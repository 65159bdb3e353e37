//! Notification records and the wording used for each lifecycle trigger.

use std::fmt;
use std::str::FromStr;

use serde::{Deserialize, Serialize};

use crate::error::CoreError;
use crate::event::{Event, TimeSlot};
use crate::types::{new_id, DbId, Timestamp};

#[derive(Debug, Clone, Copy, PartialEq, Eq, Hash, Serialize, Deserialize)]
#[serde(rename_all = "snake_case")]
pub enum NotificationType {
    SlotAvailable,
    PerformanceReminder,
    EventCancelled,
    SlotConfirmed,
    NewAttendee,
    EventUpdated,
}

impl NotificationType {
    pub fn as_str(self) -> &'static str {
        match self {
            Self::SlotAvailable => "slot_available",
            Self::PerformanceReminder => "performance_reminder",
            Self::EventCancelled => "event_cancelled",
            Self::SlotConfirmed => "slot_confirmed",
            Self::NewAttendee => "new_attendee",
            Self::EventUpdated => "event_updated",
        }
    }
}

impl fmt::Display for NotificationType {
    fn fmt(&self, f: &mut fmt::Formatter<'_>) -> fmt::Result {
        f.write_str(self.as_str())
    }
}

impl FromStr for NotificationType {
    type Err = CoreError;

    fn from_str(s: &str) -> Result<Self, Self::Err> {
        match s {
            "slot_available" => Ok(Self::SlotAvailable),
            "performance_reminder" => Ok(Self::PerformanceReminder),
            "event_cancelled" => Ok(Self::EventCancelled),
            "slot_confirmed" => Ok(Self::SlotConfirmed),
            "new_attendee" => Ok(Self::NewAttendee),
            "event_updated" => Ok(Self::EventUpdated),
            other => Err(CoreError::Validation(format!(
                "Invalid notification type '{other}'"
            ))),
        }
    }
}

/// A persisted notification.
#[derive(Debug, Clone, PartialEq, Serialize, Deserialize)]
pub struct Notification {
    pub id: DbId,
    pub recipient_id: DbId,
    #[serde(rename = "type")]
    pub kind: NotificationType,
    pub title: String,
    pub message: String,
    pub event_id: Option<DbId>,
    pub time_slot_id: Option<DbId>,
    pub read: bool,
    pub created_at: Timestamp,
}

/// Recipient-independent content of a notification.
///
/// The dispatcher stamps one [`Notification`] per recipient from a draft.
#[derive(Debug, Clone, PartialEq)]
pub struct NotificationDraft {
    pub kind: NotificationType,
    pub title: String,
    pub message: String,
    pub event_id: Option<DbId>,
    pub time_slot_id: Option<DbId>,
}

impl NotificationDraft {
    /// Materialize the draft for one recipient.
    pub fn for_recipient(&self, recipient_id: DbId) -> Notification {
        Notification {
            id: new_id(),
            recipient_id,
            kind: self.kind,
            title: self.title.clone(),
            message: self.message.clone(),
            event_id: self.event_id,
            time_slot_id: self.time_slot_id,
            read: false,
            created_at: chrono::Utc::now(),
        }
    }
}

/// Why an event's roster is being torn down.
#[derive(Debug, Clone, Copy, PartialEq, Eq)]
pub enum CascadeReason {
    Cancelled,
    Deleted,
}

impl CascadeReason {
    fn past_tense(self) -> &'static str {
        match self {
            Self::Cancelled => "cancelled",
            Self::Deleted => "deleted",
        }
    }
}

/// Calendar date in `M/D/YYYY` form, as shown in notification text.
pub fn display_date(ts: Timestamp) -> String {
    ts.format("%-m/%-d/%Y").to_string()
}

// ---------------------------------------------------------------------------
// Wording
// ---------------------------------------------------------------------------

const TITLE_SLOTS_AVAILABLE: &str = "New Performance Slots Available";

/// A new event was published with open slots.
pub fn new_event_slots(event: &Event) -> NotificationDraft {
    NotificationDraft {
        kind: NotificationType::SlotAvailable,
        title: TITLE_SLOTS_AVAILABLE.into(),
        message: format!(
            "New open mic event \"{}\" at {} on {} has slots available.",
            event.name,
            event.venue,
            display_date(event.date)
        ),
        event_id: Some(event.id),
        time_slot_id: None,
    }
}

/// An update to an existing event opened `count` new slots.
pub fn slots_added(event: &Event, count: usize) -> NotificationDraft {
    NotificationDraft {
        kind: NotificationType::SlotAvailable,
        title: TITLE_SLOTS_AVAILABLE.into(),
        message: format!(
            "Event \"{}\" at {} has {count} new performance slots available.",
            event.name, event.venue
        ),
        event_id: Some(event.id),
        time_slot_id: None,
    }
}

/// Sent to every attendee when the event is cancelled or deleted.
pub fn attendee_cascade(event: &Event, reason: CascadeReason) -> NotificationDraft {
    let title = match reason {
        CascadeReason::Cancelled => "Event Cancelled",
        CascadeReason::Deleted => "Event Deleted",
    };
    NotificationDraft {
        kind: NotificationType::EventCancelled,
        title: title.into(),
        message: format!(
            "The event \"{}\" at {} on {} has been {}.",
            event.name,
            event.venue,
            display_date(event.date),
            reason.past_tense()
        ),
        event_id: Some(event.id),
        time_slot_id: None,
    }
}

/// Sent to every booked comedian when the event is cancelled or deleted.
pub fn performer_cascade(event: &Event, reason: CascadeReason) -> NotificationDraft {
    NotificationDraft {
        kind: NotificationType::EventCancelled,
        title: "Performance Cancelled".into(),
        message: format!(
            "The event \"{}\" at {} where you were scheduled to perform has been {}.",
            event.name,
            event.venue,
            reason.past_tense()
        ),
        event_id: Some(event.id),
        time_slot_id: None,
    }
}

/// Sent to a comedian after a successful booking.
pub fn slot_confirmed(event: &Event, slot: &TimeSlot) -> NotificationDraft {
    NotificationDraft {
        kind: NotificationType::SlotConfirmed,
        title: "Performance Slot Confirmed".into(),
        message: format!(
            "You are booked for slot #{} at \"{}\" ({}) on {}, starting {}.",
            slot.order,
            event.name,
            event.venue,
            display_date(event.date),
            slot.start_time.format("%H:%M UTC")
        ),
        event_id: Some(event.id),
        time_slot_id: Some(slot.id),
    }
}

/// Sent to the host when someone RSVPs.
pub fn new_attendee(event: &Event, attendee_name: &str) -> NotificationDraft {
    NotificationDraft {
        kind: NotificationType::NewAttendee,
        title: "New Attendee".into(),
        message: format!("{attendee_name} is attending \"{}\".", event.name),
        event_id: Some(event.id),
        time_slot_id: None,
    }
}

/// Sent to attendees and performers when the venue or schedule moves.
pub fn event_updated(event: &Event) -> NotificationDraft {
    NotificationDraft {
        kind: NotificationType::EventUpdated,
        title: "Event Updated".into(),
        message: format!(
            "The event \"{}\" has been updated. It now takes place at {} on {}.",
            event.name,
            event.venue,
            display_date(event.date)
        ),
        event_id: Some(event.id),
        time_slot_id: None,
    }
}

_____

List the lines of the material in which the word "CascadeReason" occurs.

Exercise result:
pub enum CascadeReason {
impl CascadeReason {
pub fn attendee_cascade(event: &Event, reason: CascadeReason) -> NotificationDraft {
        CascadeReason::Cancelled => "Event Cancelled",
        CascadeReason::Deleted => "Event Deleted",
pub fn performer_cascade(event: &Event, reason: CascadeReason) -> NotificationDraft {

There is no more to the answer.